Maui County operates its Lahaina wastewater injection wells safely and in compliance with the law, according to the release, and ocean water quality has even improved over the last decade, it said, citing a West Maui fish study.
The Lahaina plant disposes of 3 million to 5 million gallons of treated sewage daily through its underground injection wells. Environmentalists have argued for decades that pollution from the wells is contaminating groundwater that seeps into the ocean, killing coral and triggering algae blooms in West Maui waters.
After an Environmental Protection Agency-funded study in 2011 used tracer dye to link the Lahaina sewage to near-shore waters off Kahekili Beach, the community groups sued, accusing the county of violating the Clean Water Act.

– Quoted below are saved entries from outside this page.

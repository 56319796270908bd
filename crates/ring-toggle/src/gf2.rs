//! Bit rows and square matrices over GF(2).
//!
//! Elements of GF(2) are `0` and `1`. Addition is XOR and multiplication is
//! AND, so a row of field elements packs into `u64` words and row addition
//! is a word-wise XOR.
//!
//! # Layout
//!
//! ```text
//! BitRow (len = 70)
//!   words[0]: bits 0..64
//!   words[1]: bits 64..70 (bits 70..128 always zero)
//! ```
//!
//! # Example
//!
//! ```
//! use ring_toggle::gf2::{BitRow, Gf2Matrix};
//!
//! let mut a = BitRow::zeros(4);
//! a.set(1);
//! a.set(3);
//! let b = BitRow::unit(4, 3);
//! a.xor_assign(&b);
//! assert_eq!(a.ones().collect::<Vec<_>>(), vec![1]);
//!
//! let id = Gf2Matrix::identity(4).unwrap();
//! assert!(id.is_identity());
//! ```

use std::fmt;

use crate::error::ToggleError;

const WORD_BITS: usize = 64;

// =============================================================================
// BitRow
// =============================================================================

/// A fixed-length row of GF(2) elements.
#[derive(Clone, PartialEq, Eq, Hash)]
pub struct BitRow {
    /// Packed words. Bit `i` is `(words[i / 64] >> (i % 64)) & 1`.
    words: Vec<u64>,
    len: usize,
}

impl BitRow {
    /// Creates an all-zero row of `len` elements.
    #[must_use]
    pub fn zeros(len: usize) -> Self {
        Self {
            words: vec![0; len.div_ceil(WORD_BITS)],
            len,
        }
    }

    /// Creates the unit row with a single `1` at position `i`.
    ///
    /// # Panics
    ///
    /// Panics if `i >= len`.
    #[must_use]
    pub fn unit(len: usize, i: usize) -> Self {
        let mut row = Self::zeros(len);
        row.set(i);
        row
    }

    /// Number of elements in the row.
    #[must_use]
    pub const fn len(&self) -> usize {
        self.len
    }

    /// Returns true if the row has no elements.
    #[must_use]
    pub const fn is_empty(&self) -> bool {
        self.len == 0
    }

    /// Returns true if element `i` is `1`.
    ///
    /// # Panics
    ///
    /// Panics if `i >= self.len()`.
    #[inline]
    #[must_use]
    pub fn get(&self, i: usize) -> bool {
        assert!(i < self.len, "bit index {i} out of range (len={})", self.len);
        (self.words[i / WORD_BITS] >> (i % WORD_BITS)) & 1 == 1
    }

    /// Sets element `i` to `1`.
    ///
    /// # Panics
    ///
    /// Panics if `i >= self.len()`.
    #[inline]
    pub fn set(&mut self, i: usize) {
        assert!(i < self.len, "bit index {i} out of range (len={})", self.len);
        self.words[i / WORD_BITS] |= 1u64 << (i % WORD_BITS);
    }

    /// Sets element `i` to `0`.
    ///
    /// # Panics
    ///
    /// Panics if `i >= self.len()`.
    #[inline]
    pub fn clear(&mut self, i: usize) {
        assert!(i < self.len, "bit index {i} out of range (len={})", self.len);
        self.words[i / WORD_BITS] &= !(1u64 << (i % WORD_BITS));
    }

    /// Flips element `i` (adds `1` to it).
    ///
    /// # Panics
    ///
    /// Panics if `i >= self.len()`.
    #[inline]
    pub fn flip(&mut self, i: usize) {
        assert!(i < self.len, "bit index {i} out of range (len={})", self.len);
        self.words[i / WORD_BITS] ^= 1u64 << (i % WORD_BITS);
    }

    /// Adds `other` into this row (element-wise XOR).
    ///
    /// # Panics
    ///
    /// Panics if the rows have different lengths.
    pub fn xor_assign(&mut self, other: &Self) {
        assert_eq!(
            self.len, other.len,
            "xor_assign: length mismatch ({} vs {})",
            self.len, other.len
        );
        for (a, b) in self.words.iter_mut().zip(&other.words) {
            *a ^= b;
        }
    }

    /// Inner product over GF(2): the parity of the element-wise AND.
    ///
    /// # Panics
    ///
    /// Panics if the rows have different lengths.
    #[must_use]
    pub fn dot(&self, other: &Self) -> bool {
        assert_eq!(
            self.len, other.len,
            "dot: length mismatch ({} vs {})",
            self.len, other.len
        );
        let ones: u32 = self
            .words
            .iter()
            .zip(&other.words)
            .map(|(a, b)| (a & b).count_ones())
            .sum();
        ones % 2 == 1
    }

    /// Returns true if every element is `0`.
    #[must_use]
    pub fn is_zero(&self) -> bool {
        self.words.iter().all(|&w| w == 0)
    }

    /// Number of elements equal to `1`.
    #[must_use]
    pub fn count_ones(&self) -> usize {
        self.words.iter().map(|w| w.count_ones() as usize).sum()
    }

    /// Indices of the `1` elements, ascending.
    pub fn ones(&self) -> impl Iterator<Item = usize> + '_ {
        self.words
            .iter()
            .enumerate()
            .flat_map(|(word_idx, &word)| Ones {
                word,
                base: word_idx * WORD_BITS,
            })
    }
}

impl fmt::Debug for BitRow {
    fn fmt(&self, f: &mut fmt::Formatter<'_>) -> fmt::Result {
        write!(f, "BitRow({}, {:?})", self.len, self.ones().collect::<Vec<_>>())
    }
}

/// Set-bit iterator over one word.
struct Ones {
    word: u64,
    base: usize,
}

impl Iterator for Ones {
    type Item = usize;

    fn next(&mut self) -> Option<usize> {
        if self.word == 0 {
            return None;
        }
        let bit = self.word.trailing_zeros() as usize;
        // clear lowest set bit
        self.word &= self.word - 1;
        Some(self.base + bit)
    }
}

// =============================================================================
// Gf2Matrix
// =============================================================================

/// A square `N × N` matrix over GF(2), stored as `N` bit rows.
///
/// `N` is always at least 1.
#[derive(Clone, PartialEq, Eq, Hash)]
pub struct Gf2Matrix {
    size: usize,
    rows: Vec<BitRow>,
}

impl Gf2Matrix {
    /// The all-zero `n × n` matrix.
    ///
    /// # Errors
    ///
    /// Returns [`ToggleError::EmptyRing`] if `n` is zero.
    pub fn zeros(n: usize) -> Result<Self, ToggleError> {
        if n == 0 {
            return Err(ToggleError::EmptyRing);
        }
        Ok(Self::from_rows_unchecked(vec![BitRow::zeros(n); n]))
    }

    /// The `n × n` identity matrix.
    ///
    /// # Errors
    ///
    /// Returns [`ToggleError::EmptyRing`] if `n` is zero.
    pub fn identity(n: usize) -> Result<Self, ToggleError> {
        if n == 0 {
            return Err(ToggleError::EmptyRing);
        }
        Ok(Self::from_rows_unchecked(
            (0..n).map(|i| BitRow::unit(n, i)).collect(),
        ))
    }

    /// Builds a matrix from its rows.
    ///
    /// # Errors
    ///
    /// Returns [`ToggleError::EmptyRing`] for no rows and
    /// [`ToggleError::NotSquare`] if any row length differs from the row count.
    pub fn from_rows(rows: Vec<BitRow>) -> Result<Self, ToggleError> {
        if rows.is_empty() {
            return Err(ToggleError::EmptyRing);
        }
        let n = rows.len();
        if let Some(bad) = rows.iter().find(|r| r.len() != n) {
            return Err(ToggleError::NotSquare {
                rows: n,
                cols: bad.len(),
            });
        }
        Ok(Self::from_rows_unchecked(rows))
    }

    /// Builds an `n × n` matrix whose entry `(r, c)` is `f(r, c)`.
    ///
    /// # Errors
    ///
    /// Returns [`ToggleError::EmptyRing`] if `n` is zero.
    pub fn from_fn(n: usize, mut f: impl FnMut(usize, usize) -> bool) -> Result<Self, ToggleError> {
        if n == 0 {
            return Err(ToggleError::EmptyRing);
        }
        let rows = (0..n)
            .map(|r| {
                let mut row = BitRow::zeros(n);
                for c in (0..n).filter(|&c| f(r, c)) {
                    row.set(c);
                }
                row
            })
            .collect();
        Ok(Self::from_rows_unchecked(rows))
    }

    /// Caller guarantees a non-empty square set of rows.
    pub(crate) fn from_rows_unchecked(rows: Vec<BitRow>) -> Self {
        debug_assert!(!rows.is_empty());
        debug_assert!(rows.iter().all(|r| r.len() == rows.len()));
        Self {
            size: rows.len(),
            rows,
        }
    }

    /// Side length `N`.
    #[must_use]
    pub const fn size(&self) -> usize {
        self.size
    }

    /// Entry at row `r`, column `c`.
    ///
    /// # Panics
    ///
    /// Panics if either index is out of range.
    #[must_use]
    pub fn get(&self, r: usize, c: usize) -> bool {
        self.rows[r].get(c)
    }

    /// Sets entry `(r, c)` to `1`.
    ///
    /// # Panics
    ///
    /// Panics if either index is out of range.
    pub fn set(&mut self, r: usize, c: usize) {
        self.rows[r].set(c);
    }

    /// Row `r`.
    ///
    /// # Panics
    ///
    /// Panics if `r` is out of range.
    #[must_use]
    pub fn row(&self, r: usize) -> &BitRow {
        &self.rows[r]
    }

    /// All rows, top to bottom.
    #[must_use]
    pub fn rows(&self) -> &[BitRow] {
        &self.rows
    }

    /// The transpose.
    #[must_use]
    pub fn transpose(&self) -> Self {
        let n = self.size;
        let mut rows = vec![BitRow::zeros(n); n];
        for (r, row) in self.rows.iter().enumerate() {
            for c in row.ones() {
                rows[c].set(r);
            }
        }
        Self::from_rows_unchecked(rows)
    }

    /// Row vector times matrix: the XOR of the rows selected by `v`.
    ///
    /// # Errors
    ///
    /// Returns [`ToggleError::RingSizeMismatch`] if `v.len()` is not `N`.
    pub fn mul_row(&self, v: &BitRow) -> Result<BitRow, ToggleError> {
        if v.len() != self.size {
            return Err(ToggleError::RingSizeMismatch {
                expected: self.size,
                found: v.len(),
            });
        }
        let mut acc = BitRow::zeros(self.size);
        for k in v.ones() {
            acc.xor_assign(&self.rows[k]);
        }
        Ok(acc)
    }

    /// Matrix product `self × other` over GF(2).
    ///
    /// # Errors
    ///
    /// Returns [`ToggleError::RingSizeMismatch`] if the sizes differ.
    pub fn mul(&self, other: &Self) -> Result<Self, ToggleError> {
        if other.size != self.size {
            return Err(ToggleError::RingSizeMismatch {
                expected: self.size,
                found: other.size,
            });
        }
        let rows = self
            .rows
            .iter()
            .map(|row| other.mul_row(row))
            .collect::<Result<Vec<_>, _>>()?;
        Ok(Self::from_rows_unchecked(rows))
    }

    /// Returns true if this is the identity matrix.
    #[must_use]
    pub fn is_identity(&self) -> bool {
        self.rows
            .iter()
            .enumerate()
            .all(|(i, row)| row.count_ones() == 1 && row.get(i))
    }
}

impl fmt::Debug for Gf2Matrix {
    fn fmt(&self, f: &mut fmt::Formatter<'_>) -> fmt::Result {
        writeln!(f, "Gf2Matrix({})", self.size)?;
        fmt::Display::fmt(self, f)
    }
}

/// Rows of `0`/`1` separated by single spaces, one line per row.
impl fmt::Display for Gf2Matrix {
    fn fmt(&self, f: &mut fmt::Formatter<'_>) -> fmt::Result {
        for row in &self.rows {
            for c in 0..self.size {
                if c > 0 {
                    f.write_str(" ")?;
                }
                f.write_str(if row.get(c) { "1" } else { "0" })?;
            }
            writeln!(f)?;
        }
        Ok(())
    }
}
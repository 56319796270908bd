//! Ring Toggle - GF(2) linear algebra for ring toggle puzzles
//!
//! A ring of `N` cells has one button per cell. Pressing button `i` flips
//! every cell at a fixed set of cyclic offsets from `i`. The offsets form a
//! [`Combination`], and the press-to-effect map is linear over GF(2).
//!
//! # Pipeline
//!
//! ```text
//! Combination → build → Gf2Matrix → invert → Inversion
//!                                               ├─ Invertible(M⁻¹) → extract → SolutionVector
//!                                               └─ Singular { column }
//! ```
//!
//! Every stage is a pure function of its inputs. Nothing here performs I/O
//! or logs.
//!
//! # Example
//!
//! ```
//! use ring_toggle::{apply_presses, build, extract, invert, Combination, Inversion, CANONICAL_CELL};
//!
//! let rule = Combination::new(4, vec![1]).unwrap();
//! let toggle = build(4, &rule).unwrap();
//!
//! match invert(&toggle) {
//!     Inversion::Invertible(inverse) => {
//!         let solution = extract(&inverse);
//!         assert_eq!(solution.value(), "3");
//!
//!         let lit = apply_presses(&toggle, &solution).unwrap();
//!         assert_eq!(lit.ones().collect::<Vec<_>>(), vec![CANONICAL_CELL]);
//!     }
//!     Inversion::Singular { .. } => unreachable!(),
//! }
//! ```
//!
//! # Invertibility at a Glance
//!
//! | Rule | Inverse |
//! |------|---------|
//! | `{}` | none (zero matrix) |
//! | `{k}` | `{N - k}` (shift back) |
//! | any even number of offsets | none (all-ones vector in the kernel) |

#![deny(
    clippy::unwrap_used,
    clippy::expect_used,
    clippy::panic,
    missing_docs,
    clippy::missing_errors_doc
)]

pub mod builder;
pub mod combination;
pub mod error;
pub mod gf2;
pub mod invert;
pub mod solve;

pub use builder::{build, build_from_offsets, is_circulant, toggle_matrix};
pub use combination::{binomial, combination_count, enumerate, Arity, Combination, Combinations};
pub use error::ToggleError;
pub use gf2::{BitRow, Gf2Matrix};
pub use invert::{invert, is_invertible, rank, Inversion};
pub use solve::{
    apply_presses, display_position, extract, inverse_rule, press_pattern, SolutionVector,
    CANONICAL_CELL,
};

In 2015 the county agreed in a conditional settlement to spend $2.5 million on projects to divert treated wastewater from the Lahaina facility and pay a $100,000 penalty to the federal government. The settlement remains conditional as long as the county is appealing the case.
Then, in 2017, a U.S. Geological Survey study concluded that discharge from the sewage treatment plant was undermining the coral reefs off Kahekili.
The suit has turned into a major environmental case that could change the way the EPA regulates water pollution across the country.
At issue is whether the Clean Water Act requires a permit when pollutants originate from a point source but end up in navigable waters via a nonpoint source such as groundwater. While the law is silent on groundwater, the EPA has been interpreting the law that way from the beginning, according to Earthjustice.
Governmental and private interests are taking sides in the case across the country, with blue states, conservation organizations and liberal-leaning groups lining up behind the community groups and the Trump administration,
industry and conservative-leaning groups and red states backing Maui County.
“What started out as a backyard issue has taken on a life of its own. Now it’s a national issue, the clean-water case of the century,” Earthjustice attorney Mahesh Cleveland said.
“The loophole” the county seeks, Cleveland said, would allow industrial and municipal polluters across the country to evade regulation under the Clean Water Act simply by moving their discharges just short of the shores of navigable waters or dumping pollutants into the groundwater.
“The Supreme Court is either going to uphold the law or totally take the juice out of the Clean Water Act,” he said.
But Victorino said the case is about gaining clarity on a home-rule issue and avoiding the potential for a costly regulatory burden on municipalities and taxpayers. The 9th Circuit’s ruling, if allowed to stand, he said, could lead to widespread and costly regulation of cesspools and septic systems.
The Council committee has received more than 500 pieces of testimony about the case this year, and many people are expected to testify at Tuesday’s 9 a.m. hearing.